• **Work required**
Nothing but the data below, returned exactly, should appear in the answer.

[Data items]
________________
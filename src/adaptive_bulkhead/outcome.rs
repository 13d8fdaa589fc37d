use std::time::Duration;

/// One completed call, as seen by the sliding window.
#[derive(Clone, Copy, Debug, PartialEq, Eq)]
pub struct OutcomeRecord {
    succeeded: bool,
    duration: Duration,
    slow: bool,
}

impl OutcomeRecord {
    /// Classifies a finished call. It is slow when `duration` is strictly above
    /// `slow_call_duration_threshold`, whether or not it succeeded.
    pub fn new(
        succeeded: bool,
        duration: Duration,
        slow_call_duration_threshold: Duration,
    ) -> Self {
        Self {
            succeeded,
            duration,
            slow: duration > slow_call_duration_threshold,
        }
    }

    pub const fn succeeded(&self) -> bool {
        self.succeeded
    }

    pub const fn failed(&self) -> bool {
        !self.succeeded
    }

    pub const fn duration(&self) -> Duration {
        self.duration
    }

    pub const fn is_slow(&self) -> bool {
        self.slow
    }
}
________________
• **Result**
filename src/adaptive_bulkhead/outcome.rs
repository 13d8fdaa589fc37d
use std::time::Duration;

/// One completed call, as seen by the sliding window.
#[derive(Clone, Copy, Debug, PartialEq, Eq)]
pub struct OutcomeRecord {
    succeeded: bool,
    duration: Duration,
    slow: bool,
}

impl OutcomeRecord {
    /// Classifies a finished call. It is slow when `duration` is strictly above
    /// `slow_call_duration_threshold`, whether or not it succeeded.
    pub fn new(
        succeeded: bool,
        duration: Duration,
        slow_call_duration_threshold: Duration,
    ) -> Self {
        Self {
            succeeded,
            duration,
            slow: duration > slow_call_duration_threshold,
        }
    }

    pub const fn succeeded(&self) -> bool {
        self.succeeded
    }

    pub const fn failed(&self) -> bool {
        !self.succeeded
    }

    pub const fn duration(&self) -> Duration {
        self.duration
    }

    pub const fn is_slow(&self) -> bool {
        self.slow
    }
}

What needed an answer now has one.